La Cour de justice de l’Union européenne a rendu, le 26 avril 2012, une décision précisant les conditions d’exonération de la taxe sur la valeur ajoutée. L’affaire concernait des prestations de démantèlement de treize navires appartenant à la marine d’un État tiers, réalisées au sein d’un État membre. Un contrat prévoyait la préparation puis le remorquage des bâtiments de réserve jusqu’au site industriel chargé de leur destruction définitive. L’administration fiscale nationale estimait que ces services devaient être soumis au taux normal, tandis que le prestataire revendiquait le bénéfice d’une exonération. Le litige fut porté devant l’Upper Tribunal (Tax and Chancery Chamber) de Londres qui décida de saisir la Cour d’une question préjudicielle le 9 mai 2011. La juridiction s’interrogeait sur la portée de l’article 151 de la directive 2006/112 relative au système commun de taxe sur la valeur ajoutée. Le problème de droit résidait dans l’application de l’exonération à des forces armées n’étant pas stationnées sur le territoire de la prestation. La Cour a jugé que l’exonération s’applique uniquement si les forces sont affectées à l’effort commun de défense et séjournent sur le territoire concerné. L’étude de cette solution conduit à examiner d’abord l’exigence d’une affectation fonctionnelle avant d’analyser la condition géographique liée au stationnement des troupes.
I. L’exigence d’une affectation fonctionnelle à la défense commune
A. La subordination de l’exonération à l’effort de défense La Cour rappelle que les exonérations de taxe doivent être interprétées strictement car elles constituent des exceptions au principe général de taxation. Elle rejette une lecture grammaticale isolée qui limiterait la condition de l’effort de défense aux seuls services d’approvisionnement des mess ou cantines. Une telle différenciation entre les livraisons de biens et les prestations de services apparaîtrait dépourvue de tout sens au regard de la directive. « L’exonération instaurée par l’article 151, paragraphe 1, sous c) » doit donc être comprise globalement pour garantir l’uniformité d’application du droit de l’Union. Cette approche prévient une extension indue du champ d’application de la dispense fiscale à des activités militaires sans lien avec l’alliance.
B. L’interprétation rigoureuse des dérogations fiscales Le raisonnement des juges s’appuie sur le protocole relatif au statut des quartiers généraux militaires internationaux créé en vertu du traité de l’Atlantique Nord. Ce texte prévoit une exonération pour les taxes afférentes aux dépenses supportées « dans l’intérêt de la défense commune » et pour un avantage officiel. La décision précise que le législateur de l’Union s’est inspiré de ces engagements internationaux pour rédiger les dispositions fiscales de la directive. Le service de démantèlement de navires obsolètes ne peut bénéficier de la franchise que s’il s’inscrit directement dans cette finalité de défense.
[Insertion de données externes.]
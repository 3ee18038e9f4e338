//! Parameter types for image operations.
//!
//! These structs describe *what* to do, not *how* to do it. Each numeric
//! parameter is validated once, on construction, so the pixel code in
//! [`operations`](super::operations) never has to re-check them.
//!
//! ## Types
//!
//! - [`Quality`] — Lossy encoding quality (1–100, default 90). Clamped on construction.
//! - [`BlurRadius`] — Gaussian sigma in pixels. Zero means "no blur".
//! - [`PixelSize`] — Block edge for pixelation. Must be at least 1.
//! - [`ScaleFactor`] — Integer upscale multiplier. Must be at least 1.
//! - [`Threshold`] — Luminance cut-off for monochrome conversion. Must be finite.
//! - [`SaveParams`] — Where and how the backend writes a finished image.

use image::ImageFormat;
use std::path::PathBuf;
use thiserror::Error;

#[derive(Error, Debug, Clone, PartialEq)]
pub enum ParamError {
    #[error("pixel size must be at least 1")]
    ZeroPixelSize,
    #[error("scale factor must be at least 1")]
    ZeroScaleFactor,
    #[error("threshold must be a finite number, got {0}")]
    NonFiniteThreshold(f32),
    #[error("scaling {width}x{height} by {factor} overflows the maximum image size")]
    DimensionOverflow { width: u32, height: u32, factor: u32 },
    #[error("charset must contain at least one glyph")]
    EmptyCharset,
}

/// Quality setting for lossy image encoding (1-100).
#[derive(Debug, Clone, Copy, PartialEq, Eq)]
pub struct Quality(pub u32);

impl Quality {
    pub fn new(value: u32) -> Self {
        Self(value.clamp(1, 100))
    }

    pub fn value(self) -> u32 {
        self.0
    }
}

impl Default for Quality {
    fn default() -> Self {
        Self(90)
    }
}

/// Gaussian blur strength. Used directly as the kernel sigma.
#[derive(Debug, Clone, Copy, PartialEq, Eq)]
pub struct BlurRadius(pub u32);

impl BlurRadius {
    pub fn sigma(self) -> f32 {
        self.0 as f32
    }

    pub fn is_noop(self) -> bool {
        self.0 == 0
    }
}

/// Edge length, in source pixels, of one pixelation block.
#[derive(Debug, Clone, Copy, PartialEq, Eq)]
pub struct PixelSize(pub(super) u32);

impl PixelSize {
    pub fn new(value: u32) -> Result<Self, ParamError> {
        if value == 0 {
            return Err(ParamError::ZeroPixelSize);
        }
        Ok(Self(value))
    }

    pub fn value(self) -> u32 {
        self.0
    }
}

/// Integer multiplier applied to both image edges.
#[derive(Debug, Clone, Copy, PartialEq, Eq)]
pub struct ScaleFactor(pub(super) u32);

impl ScaleFactor {
    pub fn new(value: u32) -> Result<Self, ParamError> {
        if value == 0 {
            return Err(ParamError::ZeroScaleFactor);
        }
        Ok(Self(value))
    }

    pub fn value(self) -> u32 {
        self.0
    }
}

/// Luminance threshold on the 0–255 scale.
///
/// Values outside that range are legal: anything below 0 turns the whole
/// image white, anything above 255 turns it black.
#[derive(Debug, Clone, Copy, PartialEq)]
pub struct Threshold(pub(super) f32);

impl Threshold {
    pub fn new(value: f32) -> Result<Self, ParamError> {
        if !value.is_finite() {
            return Err(ParamError::NonFiniteThreshold(value));
        }
        Ok(Self(value))
    }

    pub fn value(self) -> f32 {
        self.0
    }
}

impl Default for Threshold {
    fn default() -> Self {
        Self(128.0)
    }
}

/// Parameters for writing an image to disk.
#[derive(Debug, Clone, PartialEq)]
pub struct SaveParams {
    pub output: PathBuf,
    pub format: ImageFormat,
    pub quality: Quality,
}

#[cfg(test)]
mod tests {
    use super::*;

    #[test]
    fn quality_clamps_to_valid_range() {
        assert_eq!(Quality::new(0).value(), 1);
        assert_eq!(Quality::new(50).value(), 50);
        assert_eq!(Quality::new(150).value(), 100);
    }

    #[test]
    fn quality_default_is_90() {
        assert_eq!(Quality::default().value(), 90);
    }

    #[test]
    fn zero_pixel_size_rejected() {
        assert_eq!(PixelSize::new(0), Err(ParamError::ZeroPixelSize));
        assert_eq!(PixelSize::new(10).unwrap().value(), 10);
    }

    #[test]
    fn zero_scale_factor_rejected() {
        assert_eq!(ScaleFactor::new(0), Err(ParamError::ZeroScaleFactor));
        assert_eq!(ScaleFactor::new(2).unwrap().value(), 2);
    }

    #[test]
    fn threshold_rejects_nan_and_infinity() {
        assert!(Threshold::new(f32::NAN).is_err());
        assert!(Threshold::new(f32::INFINITY).is_err());
        assert_eq!(Threshold::new(-5.0).unwrap().value(), -5.0);
    }

    #[test]
    fn threshold_default_is_midpoint() {
        assert_eq!(Threshold::default().value(), 128.0);
    }

    #[test]
    fn blur_radius_zero_is_noop() {
        assert!(BlurRadius(0).is_noop());
        assert!(!BlurRadius(5).is_noop());
        assert_eq!(BlurRadius(5).sigma(), 5.0);
    }
}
Après avoir précisé la finalité des services rendus, il convient d’étudier la condition géographique relative à la présence physique des troupes sur le territoire.
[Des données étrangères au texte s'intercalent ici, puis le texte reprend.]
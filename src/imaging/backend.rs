//! Image I/O backend trait and shared types.
//!
//! The [`ImageBackend`] trait defines the two operations every backend must
//! support: load (decode to RGBA8) and save (encode to a chosen format).
//! Pixel work lives in [`operations`](super::operations) and never touches
//! the filesystem, so the job runner can be tested with a mock backend.
//!
//! The production implementation is
//! [`RustBackend`](super::rust_backend::RustBackend), built on the `image`
//! crate's pure-Rust codecs.

use super::params::SaveParams;
use image::RgbaImage;
use std::path::Path;
use thiserror::Error;

#[derive(Error, Debug)]
pub enum BackendError {
    #[error("IO error: {0}")]
    Io(#[from] std::io::Error),
    #[error("Failed to decode {path}: {reason}")]
    Decode { path: String, reason: String },
    #[error("Failed to encode {path}: {reason}")]
    Encode { path: String, reason: String },
}

/// Trait for image I/O backends.
pub trait ImageBackend: Sync {
    /// Decode the image at `path` into an RGBA8 buffer.
    fn load(&self, path: &Path) -> Result<RgbaImage, BackendError>;

    /// Encode `image` and write it as described by `params`.
    fn save(&self, image: &RgbaImage, params: &SaveParams) -> Result<(), BackendError>;
}
//! ASCII art rendering.
//!
//! - **Charsets**: built-in glyph ramps and literal grapheme strings ([`Charset`])
//! - **Renderer**: resample, measure brightness, emit glyphs ([`render`])

pub mod charsets;
mod renderer;

pub use charsets::Charset;
pub use renderer::{RenderOptions, render, render_to};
II. L’exigence d’une présence territoriale des forces armées
A. La nécessité du stationnement effectif des troupes L’arrêt consacre l’importance du lieu de séjour des forces armées bénéficiaires pour l’application du régime d’exonération prévu par le droit européen. La Cour observe que le texte vise les prestations destinées aux forces des autres États membres lorsque ces dernières séjournent sur le territoire. Cette exigence géographique permet d’exclure les forces armées nationales ainsi que les forces étrangères n’ayant aucune présence effective dans l’État prestataire. « Le lieu du stationnement ou du séjour des forces armées est pertinent » pour déterminer si l’opération peut valablement échapper à l’imposition. La simple présence d’inspecteurs étrangers sur le site industriel ne saurait caractériser le stationnement des forces armées requis par le législateur.
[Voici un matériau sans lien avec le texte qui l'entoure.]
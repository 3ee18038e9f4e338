//! CLI output formatting.
//!
//! Confirmation lines go to stdout so callers can match on them:
//!
//! ```text
//! Blurred image saved as "./out.png"
//! ASCII art saved as "./photo_edited.txt"
//! ```
//!
//! Each line has a `format_*` function (pure, testable) and a `print_*`
//! wrapper that writes to stdout. Diagnostics belong to `tracing` on stderr.

use std::path::Path;

/// `<Label> image saved as "<path>"`.
pub fn format_saved(label: &str, path: &Path) -> String {
    format!("{label} image saved as {path:?}")
}

pub fn print_saved(label: &str, path: &Path) {
    println!("{}", format_saved(label, path));
}

pub fn format_ascii_saved(path: &Path) -> String {
    format!("ASCII art saved as {path:?}")
}

pub fn print_ascii_saved(path: &Path) {
    println!("{}", format_ascii_saved(path));
}

/// Hint shown when the binary runs without a subcommand.
pub fn format_no_subcommand() -> Vec<String> {
    vec![
        "Unidentified subcommand.".to_string(),
        "Use '--help' for more information".to_string(),
    ]
}

pub fn print_no_subcommand() {
    for line in format_no_subcommand() {
        println!("{line}");
    }
}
B. La sauvegarde de la cohérence du système de taxe Une interprétation extensive permettrait à des forces étrangères non résidentes de bénéficier de prestations hors taxe, contournant ainsi les règles normales de territorialité. La Cour souligne que le législateur a voulu exclure de l’exonération les livraisons destinées aux forces armées de l’État membre d’accueil. Cette volonté de cohérence impose que les troupes soient stationnées ou séjournent effectivement sur le territoire de l’État où le service est rendu. Une solution contraire porterait atteinte au principe de neutralité fiscale en créant des distorsions de concurrence entre les différents prestataires économiques. La décision confirme ainsi que la prestation de démantèlement n’est exonérée que si elle bénéficie à des forces stationnées participant à la défense.